*ACTIVITY*
Filter these entries so that only lines with the word "over" remain.

*PROVIDED MATERIAL*
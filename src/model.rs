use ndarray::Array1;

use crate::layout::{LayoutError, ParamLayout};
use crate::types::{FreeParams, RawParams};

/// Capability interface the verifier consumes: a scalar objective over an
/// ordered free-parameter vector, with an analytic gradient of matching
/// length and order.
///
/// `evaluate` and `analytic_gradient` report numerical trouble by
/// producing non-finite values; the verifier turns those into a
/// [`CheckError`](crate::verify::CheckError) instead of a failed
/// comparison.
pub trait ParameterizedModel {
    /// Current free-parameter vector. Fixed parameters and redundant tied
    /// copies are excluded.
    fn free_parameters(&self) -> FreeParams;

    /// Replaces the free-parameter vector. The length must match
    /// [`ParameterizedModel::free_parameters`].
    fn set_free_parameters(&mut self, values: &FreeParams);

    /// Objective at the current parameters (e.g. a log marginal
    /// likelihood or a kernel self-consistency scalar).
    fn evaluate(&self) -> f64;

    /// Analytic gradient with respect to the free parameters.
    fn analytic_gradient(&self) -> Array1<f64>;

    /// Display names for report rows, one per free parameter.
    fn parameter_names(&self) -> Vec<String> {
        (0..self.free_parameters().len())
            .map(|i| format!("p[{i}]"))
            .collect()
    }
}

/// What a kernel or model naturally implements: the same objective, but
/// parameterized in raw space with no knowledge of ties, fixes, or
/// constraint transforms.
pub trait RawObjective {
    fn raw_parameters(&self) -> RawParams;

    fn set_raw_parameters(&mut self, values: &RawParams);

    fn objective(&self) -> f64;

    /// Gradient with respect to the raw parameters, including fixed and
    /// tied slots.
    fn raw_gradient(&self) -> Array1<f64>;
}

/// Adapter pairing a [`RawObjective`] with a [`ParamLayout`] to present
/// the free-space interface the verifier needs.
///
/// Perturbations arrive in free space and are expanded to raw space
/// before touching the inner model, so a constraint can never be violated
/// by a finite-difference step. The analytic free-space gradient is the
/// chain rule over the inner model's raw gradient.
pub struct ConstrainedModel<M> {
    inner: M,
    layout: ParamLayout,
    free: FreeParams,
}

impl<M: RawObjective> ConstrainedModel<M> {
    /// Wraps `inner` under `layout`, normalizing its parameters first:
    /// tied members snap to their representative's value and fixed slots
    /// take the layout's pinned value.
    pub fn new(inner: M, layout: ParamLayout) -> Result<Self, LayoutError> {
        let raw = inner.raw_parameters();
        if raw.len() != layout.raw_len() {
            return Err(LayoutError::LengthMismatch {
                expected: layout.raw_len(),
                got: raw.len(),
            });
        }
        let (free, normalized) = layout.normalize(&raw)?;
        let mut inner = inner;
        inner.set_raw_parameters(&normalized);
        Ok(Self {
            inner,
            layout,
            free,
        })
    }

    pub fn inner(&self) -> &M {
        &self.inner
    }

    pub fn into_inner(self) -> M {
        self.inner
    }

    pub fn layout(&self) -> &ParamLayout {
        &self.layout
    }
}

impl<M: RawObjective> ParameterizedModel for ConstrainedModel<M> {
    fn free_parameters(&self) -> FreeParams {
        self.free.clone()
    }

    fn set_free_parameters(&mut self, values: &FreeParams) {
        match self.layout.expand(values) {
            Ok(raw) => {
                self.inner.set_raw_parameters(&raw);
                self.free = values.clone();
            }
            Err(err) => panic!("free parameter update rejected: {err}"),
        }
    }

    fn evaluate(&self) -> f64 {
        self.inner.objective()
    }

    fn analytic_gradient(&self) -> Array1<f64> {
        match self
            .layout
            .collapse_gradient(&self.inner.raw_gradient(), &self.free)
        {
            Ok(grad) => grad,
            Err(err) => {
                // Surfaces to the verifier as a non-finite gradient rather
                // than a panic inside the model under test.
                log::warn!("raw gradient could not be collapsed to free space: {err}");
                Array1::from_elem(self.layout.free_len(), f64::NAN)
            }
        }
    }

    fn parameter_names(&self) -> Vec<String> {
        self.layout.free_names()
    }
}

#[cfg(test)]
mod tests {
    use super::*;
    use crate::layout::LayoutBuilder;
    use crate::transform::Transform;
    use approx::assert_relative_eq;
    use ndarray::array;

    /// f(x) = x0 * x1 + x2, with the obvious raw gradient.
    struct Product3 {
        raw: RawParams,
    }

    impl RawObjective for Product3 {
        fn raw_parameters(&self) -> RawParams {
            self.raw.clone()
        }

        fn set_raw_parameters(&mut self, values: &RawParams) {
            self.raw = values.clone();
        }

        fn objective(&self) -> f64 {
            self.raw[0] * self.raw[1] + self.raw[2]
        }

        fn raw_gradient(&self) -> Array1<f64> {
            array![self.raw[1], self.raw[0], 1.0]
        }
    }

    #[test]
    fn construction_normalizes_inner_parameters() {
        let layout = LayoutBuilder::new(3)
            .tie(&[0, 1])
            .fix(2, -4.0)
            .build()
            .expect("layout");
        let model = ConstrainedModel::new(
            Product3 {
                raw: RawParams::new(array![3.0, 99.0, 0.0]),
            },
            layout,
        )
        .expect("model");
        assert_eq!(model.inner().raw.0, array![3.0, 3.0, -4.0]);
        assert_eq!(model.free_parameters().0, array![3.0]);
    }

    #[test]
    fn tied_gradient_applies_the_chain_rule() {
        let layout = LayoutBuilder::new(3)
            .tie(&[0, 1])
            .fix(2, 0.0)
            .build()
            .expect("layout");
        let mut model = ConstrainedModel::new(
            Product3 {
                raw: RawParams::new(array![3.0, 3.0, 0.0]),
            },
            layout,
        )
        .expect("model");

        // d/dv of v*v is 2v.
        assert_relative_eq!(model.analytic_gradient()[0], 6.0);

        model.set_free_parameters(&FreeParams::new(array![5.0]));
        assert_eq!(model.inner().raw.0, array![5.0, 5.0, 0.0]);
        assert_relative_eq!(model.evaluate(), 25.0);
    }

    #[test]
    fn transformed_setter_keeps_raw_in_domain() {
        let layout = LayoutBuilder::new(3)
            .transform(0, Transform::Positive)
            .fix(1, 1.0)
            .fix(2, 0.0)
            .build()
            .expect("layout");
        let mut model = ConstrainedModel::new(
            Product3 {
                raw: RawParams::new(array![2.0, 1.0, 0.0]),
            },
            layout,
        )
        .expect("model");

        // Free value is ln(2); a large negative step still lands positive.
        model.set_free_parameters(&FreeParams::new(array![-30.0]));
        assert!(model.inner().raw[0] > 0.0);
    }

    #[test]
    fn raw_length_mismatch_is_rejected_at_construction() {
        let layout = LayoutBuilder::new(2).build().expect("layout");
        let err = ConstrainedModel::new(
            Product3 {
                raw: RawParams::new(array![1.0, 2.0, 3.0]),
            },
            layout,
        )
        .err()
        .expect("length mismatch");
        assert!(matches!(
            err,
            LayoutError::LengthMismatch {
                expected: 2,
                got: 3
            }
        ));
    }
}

*WRITTEN ANSWER*
/// Capability interface the verifier consumes: a scalar objective over an
/// chain rule over the inner model's raw gradient.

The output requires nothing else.